If an item that has the same primary key as the new item already exists in the specified table, the new item completely replaces the existing item.
こちらを解消するべく、アプリ側で仕様変更を依頼し、IoT Coreルールに設定していた秒数変換を削除してtimestampをミリ秒に戻しました。現実的に、ミリ秒単位でtimestampが重複することはないかな、と思った次第です。その結果、データ欠落を解消することができました。
SELECT
topic(1) AS deviceId,
timestamp() AS timestamp,
TEMPERATURE AS temperature,
HUMIDITY AS humidity,
BAROMETER AS barometer,
FROM
'device-0001/pub'
キーの重複を防ぐ設計を
今回のケースではDynamoDBテーブル内にキーが重複するケースがあることが原因でした。DynamoDB側の仕様を把握していれば早かったのですが、エラーとして検出されず手こずりました。

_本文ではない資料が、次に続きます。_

pub mod database;
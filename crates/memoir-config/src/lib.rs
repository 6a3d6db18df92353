mod auth_config;
mod config;
mod database_config;
mod error;
mod log_level;
mod logging_config;
mod server_config;

pub use auth_config::AuthConfig;
pub use config::Config;
pub use database_config::DatabaseConfig;
pub use error::{ConfigError, Result};
pub use log_level::LogLevel;
pub use logging_config::LoggingConfig;
pub use server_config::ServerConfig;

const DEFAULT_HOST: &str = "127.0.0.1";
const DEFAULT_PORT: u16 = 5230;
const DEFAULT_DATABASE_FILENAME: &str = "memoir.db";
const DEFAULT_LOG_LEVEL: log::LevelFilter = log::LevelFilter::Info;
const DEFAULT_LOG_DIRECTORY: &str = "log";
const MIN_PORT: u16 = 1024;
const MIN_SECRET_LEN: usize = 16;

/// How far below the configured server port a maintenance invocation sits.
/// A maintenance command instantiates the service layer against the same
/// database file while the real server may be running; the ports must never
/// coincide even though the maintenance context never actually listens.
pub const MAINTENANCE_PORT_OFFSET: u16 = 5;

#[cfg(test)]
mod tests;
pub mod error;
pub mod field_mask;
pub mod legacy;
pub mod requests;
pub mod user_service;

pub use error::{Result, ServiceError};
pub use field_mask::FieldMask;
pub use legacy::LegacyUpdateUserRequest;
pub use requests::{CreateUserRequest, UpdateUserRequest};
pub use user_service::UserService;
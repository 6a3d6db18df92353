//! REST API error types
//!
//! These errors are designed to produce consistent JSON responses
//! with appropriate HTTP status codes.

use memoir_api::ServiceError;
use memoir_auth::AuthError;
use memoir_db::DbError;

use std::panic::Location;

use axum::{
    Json,
    http::StatusCode,
    response::{IntoResponse, Response},
};
use error_location::ErrorLocation;
use serde::Serialize;
use thiserror::Error;

/// JSON error response body
#[derive(Debug, Serialize)]
pub struct ApiErrorResponse {
    pub error: ApiErrorBody,
}

/// Inner error body with code and message
#[derive(Debug, Serialize)]
pub struct ApiErrorBody {
    /// Machine-readable error code (e.g., "NOT_FOUND", "VALIDATION_ERROR")
    pub code: String,
    /// Human-readable error message
    pub message: String,
}

/// API errors with associated HTTP status codes
#[derive(Debug, Error)]
pub enum ApiError {
    /// Resource not found (404)
    #[error("Resource not found: {message} {location}")]
    NotFound {
        message: String,
        location: ErrorLocation,
    },

    /// Validation error (400)
    #[error("Validation failed: {message} {location}")]
    Validation {
        message: String,
        location: ErrorLocation,
    },

    /// Missing or invalid credentials (401)
    #[error("Unauthorized: {message} {location}")]
    Unauthorized {
        message: String,
        location: ErrorLocation,
    },

    /// Authenticated but not allowed (403)
    #[error("Forbidden: {message} {location}")]
    Forbidden {
        message: String,
        location: ErrorLocation,
    },

    /// Internal server error (500)
    #[error("Internal error: {message} {location}")]
    Internal {
        message: String,
        location: ErrorLocation,
    },
}

impl IntoResponse for ApiError {
    fn into_response(self) -> Response {
        // Log the error with location for debugging
        log::error!("{}", self);

        let (status, body) = match self {
            ApiError::NotFound { message, .. } => (
                StatusCode::NOT_FOUND,
                ApiErrorBody {
                    code: "NOT_FOUND".into(),
                    message,
                },
            ),
            ApiError::Validation { message, .. } => (
                StatusCode::BAD_REQUEST,
                ApiErrorBody {
                    code: "VALIDATION_ERROR".into(),
                    message,
                },
            ),
            ApiError::Unauthorized { message, .. } => (
                StatusCode::UNAUTHORIZED,
                ApiErrorBody {
                    code: "UNAUTHORIZED".into(),
                    message,
                },
            ),
            ApiError::Forbidden { message, .. } => (
                StatusCode::FORBIDDEN,
                ApiErrorBody {
                    code: "FORBIDDEN".into(),
                    message,
                },
            ),
            ApiError::Internal { message, .. } => (
                StatusCode::INTERNAL_SERVER_ERROR,
                ApiErrorBody {
                    code: "INTERNAL_ERROR".into(),
                    message,
                },
            ),
        };

        (status, Json(ApiErrorResponse { error: body })).into_response()
    }
}

/// Convert service-layer errors to API errors
impl From<ServiceError> for ApiError {
    #[track_caller]
    fn from(e: ServiceError) -> Self {
        match e {
            ServiceError::NotFound { message, .. } => ApiError::NotFound {
                message,
                location: ErrorLocation::from(Location::caller()),
            },
            ServiceError::Validation { message, .. } => ApiError::Validation {
                message,
                location: ErrorLocation::from(Location::caller()),
            },
            ServiceError::InvalidCredentials { .. } => ApiError::Unauthorized {
                message: "invalid username or password".to_string(),
                location: ErrorLocation::from(Location::caller()),
            },
            ServiceError::PermissionDenied { message, .. } => ApiError::Forbidden {
                message,
                location: ErrorLocation::from(Location::caller()),
            },
            ServiceError::Db(e) => ApiError::from(e),
            ServiceError::Auth(e) => ApiError::from(e),
            ServiceError::Hash { .. } => ApiError::Internal {
                message: "Credential processing failed".to_string(),
                location: ErrorLocation::from(Location::caller()),
            },
        }
    }
}

/// Convert token errors to API errors
impl From<AuthError> for ApiError {
    #[track_caller]
    fn from(e: AuthError) -> Self {
        ApiError::Unauthorized {
            message: e.to_string(),
            location: ErrorLocation::from(Location::caller()),
        }
    }
}

/// Convert database errors to API errors
impl From<DbError> for ApiError {
    #[track_caller]
    fn from(e: DbError) -> Self {
        // Don't expose internal database details to clients
        log::error!("Database error: {}", e);
        ApiError::Internal {
            message: "Database operation failed".to_string(),
            location: ErrorLocation::from(Location::caller()),
        }
    }
}

pub type Result<T> = std::result::Result<T, ApiError>;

そのため、パーティションキー・ソートキーが重複しないような設計をすることが必要です。
DynamoDBでは同一キーのデータの存在を許さないという制約は認識していましたが、より具体的にみると同一キーのデータが書き込み時に上書きされるんですね。
データベースを扱うならこういった設計は必須ですが、不備があった場合にどういう事象が起こるのかを改めてまとめてみました、参考になれば幸いです。では!